INSTRUCTIONS TO FOLLOW: Within the material below, how many lines include "Mutex"? Answer with the count only.
======== SOURCE DATA ========
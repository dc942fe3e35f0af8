use clap::Parser;
use tracing::{error, Level};
use tracing_subscriber::filter;
use tracing_subscriber::layer::SubscriberExt;
use tracing_subscriber::util::SubscriberInitExt;
use frame_art_lib::cli::{self, Cli};

#[tokio::main]
async fn main() {
    let cli = Cli::parse();

    let level = match cli.verbose {
        0 => Level::INFO,
        1 => Level::DEBUG,
        _ => Level::TRACE,
    };
    let filter = filter::Targets::new()
        .with_target("tower_http::trace::on_response", Level::DEBUG)
        .with_target("tower_http::trace::make_span", Level::DEBUG)
        .with_target("frame_art_lib", level)
        .with_default(Level::INFO);
    tracing_subscriber::registry()
        .with(tracing_subscriber::fmt::layer())
        .with(filter)
        .init();

    if let Err(e) = cli::run(cli).await {
        error!("{:#}", e);
        std::process::exit(1);
    }
}
use axum::routing::get;
use axum::Router;

pub fn router() -> Router {
    Router::new()
        .route("/api/ping", get(ping))
}

async fn ping() -> String {
    "pong".to_string()
}
#![allow(dead_code)]

use std::io::Cursor;
use std::path::{Path, PathBuf};
use std::process::Command;
use std::time::Duration;
use image::{DynamicImage, ImageBuffer, ImageFormat, Rgb};
use tempfile::TempDir;
use frame_art_lib::config::Config;
use frame_art_lib::entities::{ImageRecord, Matte, PhotoFilter};
use frame_art_lib::git::{GitRepo, SyncEngine, SyncLog};
use frame_art_lib::library::{Library, Upload};

pub const EMPTY_METADATA: &str = "{\n  \"images\": {},\n  \"tvs\": [],\n  \"tags\": []\n}";

/// Runs git in `dir` and returns stdout, panicking on failure.
pub fn git(dir: &Path, args: &[&str]) -> String {
    let output = Command::new("git")
        .args(args)
        .current_dir(dir)
        .output()
        .expect("failed to run git");
    assert!(
        output.status.success(),
        "git {:?} failed: {}",
        args,
        String::from_utf8_lossy(&output.stderr)
    );
    String::from_utf8_lossy(&output.stdout).into_owned()
}

fn configure_identity(dir: &Path) {
    git(dir, &["config", "user.email", "test@test.com"]);
    git(dir, &["config", "user.name", "Test User"]);
    git(dir, &["config", "commit.gpgsign", "false"]);
}

/// A bare remote on `main` holding one commit with an empty library.
pub struct Remote {
    dir: TempDir,
}

impl Remote {
    pub fn new() -> Self {
        let dir = TempDir::new().expect("failed to create temp dir");
        let remote = dir.path().join("remote.git");
        git(dir.path(), &["init", "--bare", "--quiet", "remote.git"]);
        git(&remote, &["symbolic-ref", "HEAD", "refs/heads/main"]);

        let seed = dir.path().join("seed");
        git(dir.path(), &["init", "--quiet", "seed"]);
        git(&seed, &["symbolic-ref", "HEAD", "refs/heads/main"]);
        configure_identity(&seed);
        std::fs::write(seed.join("metadata.json"), EMPTY_METADATA).unwrap();
        std::fs::create_dir_all(seed.join("library")).unwrap();
        std::fs::write(seed.join("library").join(".gitkeep"), "").unwrap();
        git(&seed, &["add", "-A"]);
        git(&seed, &["commit", "--quiet", "-m", "Initial library"]);
        git(&seed, &["remote", "add", "origin", remote.to_str().unwrap()]);
        git(&seed, &["push", "--quiet", "origin", "main"]);
        Self { dir }
    }

    pub fn path(&self) -> PathBuf {
        self.dir.path().join("remote.git")
    }

    pub fn checkout(&self, name: &str) -> Workspace {
        git(self.dir.path(), &["clone", "--quiet", "remote.git", name]);
        let root = self.dir.path().join(name);
        configure_identity(&root);
        Workspace::open(root)
    }
}

/// One working tree with its coordinator and sync engine sharing a git lock.
pub struct Workspace {
    pub root: PathBuf,
    pub config: Config,
    pub library: Library,
    pub sync: SyncEngine,
}

impl Workspace {
    pub fn open(root: PathBuf) -> Self {
        let mut config = Config::for_repo(&root);
        config.sync.require_lfs = false;
        let config = config.prepare().expect("failed to prepare config");
        let repo = GitRepo::new(config.repo.root.clone(), Duration::from_secs(30));
        let sync = SyncEngine::new(repo.clone(), config.sync_config(), SyncLog::in_memory(100));
        let library = Library::open(&config.repo, repo);
        Self { root: config.repo.root.clone(), config, library, sync }
    }

    pub fn git(&self, args: &[&str]) -> String {
        git(&self.root, args)
    }

    pub fn head(&self) -> String {
        self.git(&["rev-parse", "HEAD"]).trim().to_string()
    }

    /// Uploads a small PNG and commits and pushes it.
    pub async fn publish_image(&self, name: &str, tags: &[&str]) -> ImageRecord {
        let (record, changes) = self.library.upload(png_upload(name, tags)).await.expect("upload failed");
        self.sync.commit_and_push(changes.files, None).await.expect("push failed");
        record
    }
}

pub fn png_bytes(width: u32, height: u32) -> Vec<u8> {
    let img = ImageBuffer::from_fn(width, height, |x, y| Rgb([(x % 255) as u8, (y % 255) as u8, 64u8]));
    let mut out = Cursor::new(Vec::new());
    DynamicImage::ImageRgb8(img).write_to(&mut out, ImageFormat::Png).unwrap();
    out.into_inner()
}

pub fn png_upload(name: &str, tags: &[&str]) -> Upload {
    Upload {
        bytes: png_bytes(32, 24),
        original_filename: "upload.png".to_string(),
        name: name.to_string(),
        matte: Matte::None,
        filter: PhotoFilter::None,
        tags: tags.iter().map(|x| x.to_string()).collect(),
    }
}
use std::io::Write;
use std::path::{Path, PathBuf};
use std::sync::Arc;
use async_trait::async_trait;
use tokio::sync::Mutex;
use tracing::{debug, info};
use crate::entities::MetadataDocument;
use crate::error::{LibraryError, Result};
use crate::git::GitSession;

const REQUIRED_KEYS: [&str; 3] = ["images", "tvs", "tags"];

#[async_trait]
pub trait MetadataBackend: Send + Sync {
    /// Where the document lives, for error messages.
    fn location(&self) -> PathBuf;
    /// `None` when nothing has been persisted yet.
    async fn read(&self) -> Result<Option<String>>;
    async fn write(&self, contents: String) -> Result<()>;
}

pub struct FileBackend {
    path: PathBuf,
}

impl FileBackend {
    pub fn new(path: PathBuf) -> Self {
        Self { path }
    }
}

#[async_trait]
impl MetadataBackend for FileBackend {
    fn location(&self) -> PathBuf {
        self.path.clone()
    }

    async fn read(&self) -> Result<Option<String>> {
        match tokio::fs::read_to_string(&self.path).await {
            Ok(contents) => Ok(Some(contents)),
            Err(e) if e.kind() == std::io::ErrorKind::NotFound => Ok(None),
            Err(e) => Err(e.into()),
        }
    }

    async fn write(&self, contents: String) -> Result<()> {
        let path = self.path.clone();
        tokio::task::spawn_blocking(move || write_atomically(&path, contents.as_bytes()))
            .await
            .map_err(|e| LibraryError::Io(std::io::Error::other(e)))?
    }
}

/// Writes `bytes` to a sibling temp file, fsyncs it and renames it over `path`,
/// so readers only ever see the old or the new contents.
pub fn write_atomically(path: &Path, bytes: &[u8]) -> Result<()> {
    let dir = path.parent().filter(|p| !p.as_os_str().is_empty()).unwrap_or(Path::new("."));
    let mut file = tempfile::NamedTempFile::new_in(dir)?;
    file.write_all(bytes)?;
    file.as_file().sync_all()?;
    file.persist(path).map_err(|e| LibraryError::Io(e.error))?;
    Ok(())
}

#[derive(Debug, Default)]
pub struct InMemoryBackend {
    contents: std::sync::Mutex<Option<String>>,
}

impl InMemoryBackend {
    pub fn with_contents(contents: impl Into<String>) -> Self {
        Self { contents: std::sync::Mutex::new(Some(contents.into())) }
    }
}

#[async_trait]
impl MetadataBackend for InMemoryBackend {
    fn location(&self) -> PathBuf {
        PathBuf::from("<memory>")
    }

    async fn read(&self) -> Result<Option<String>> {
        Ok(self.contents.lock().map(|x| x.clone()).unwrap_or_default())
    }

    async fn write(&self, contents: String) -> Result<()> {
        if let Ok(mut guard) = self.contents.lock() {
            *guard = Some(contents);
        }
        Ok(())
    }
}

/// Single owner of the metadata document.
///
/// Reads always go to the backend so that a document replaced by a git pull
/// is picked up. Mutations are serialized: a second `mutate` waits until the
/// first one has been written. When the lock is shared with the working
/// tree's git lane, a pull or commit never interleaves with a write.
#[derive(Clone)]
pub struct MetadataStore {
    backend: Arc<dyn MetadataBackend>,
    write_lock: Arc<Mutex<()>>,
}

impl MetadataStore {
    pub fn new(backend: impl MetadataBackend + 'static) -> Self {
        Self { backend: Arc::new(backend), write_lock: Arc::new(Mutex::new(())) }
    }

    /// Serializes writes on `lock` instead of a lock of its own.
    pub fn sharing_lock(mut self, lock: Arc<Mutex<()>>) -> Self {
        self.write_lock = lock;
        self
    }

    pub fn open(path: PathBuf) -> Self {
        info!("metadata: {}", path.display());
        Self::new(FileBackend::new(path))
    }

    pub async fn load(&self) -> Result<MetadataDocument> {
        let Some(contents) = self.backend.read().await? else {
            debug!("no metadata document yet, starting empty");
            return Ok(MetadataDocument::default());
        };
        self.parse(&contents)
    }

    fn parse(&self, contents: &str) -> Result<MetadataDocument> {
        let corrupt = |reason: String| LibraryError::CorruptStore { path: self.backend.location(), reason };
        let value: serde_json::Value = serde_json::from_str(contents).map_err(|e| corrupt(e.to_string()))?;
        let object = value.as_object().ok_or_else(|| corrupt("top level is not an object".to_string()))?;
        if let Some(missing) = REQUIRED_KEYS.iter().find(|key| !object.contains_key(**key)) {
            return Err(corrupt(format!("missing required key '{missing}'")));
        }
        serde_json::from_value(value).map_err(|e| corrupt(e.to_string()))
    }

    /// Applies `f` to the current document and persists the result with one
    /// atomic write. If `f` fails nothing is written.
    pub async fn mutate<T, F>(&self, f: F) -> Result<T>
    where
        F: FnOnce(&mut MetadataDocument) -> Result<T>,
    {
        let _guard = self.write_lock.lock().await;
        self.apply(f).await
    }

    /// `mutate` for code already running under the working tree lock, which
    /// must be the lock this store shares.
    pub async fn mutate_in<T, F>(&self, _git: &GitSession, f: F) -> Result<T>
    where
        F: FnOnce(&mut MetadataDocument) -> Result<T>,
    {
        self.apply(f).await
    }

    async fn apply<T, F>(&self, f: F) -> Result<T>
    where
        F: FnOnce(&mut MetadataDocument) -> Result<T>,
    {
        let mut doc = self.load().await?;
        let result = f(&mut doc)?;
        let serialized = serde_json::to_string_pretty(&doc)?;
        self.backend.write(serialized).await?;
        Ok(result)
    }
}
========
WRITTEN ANSWER: 6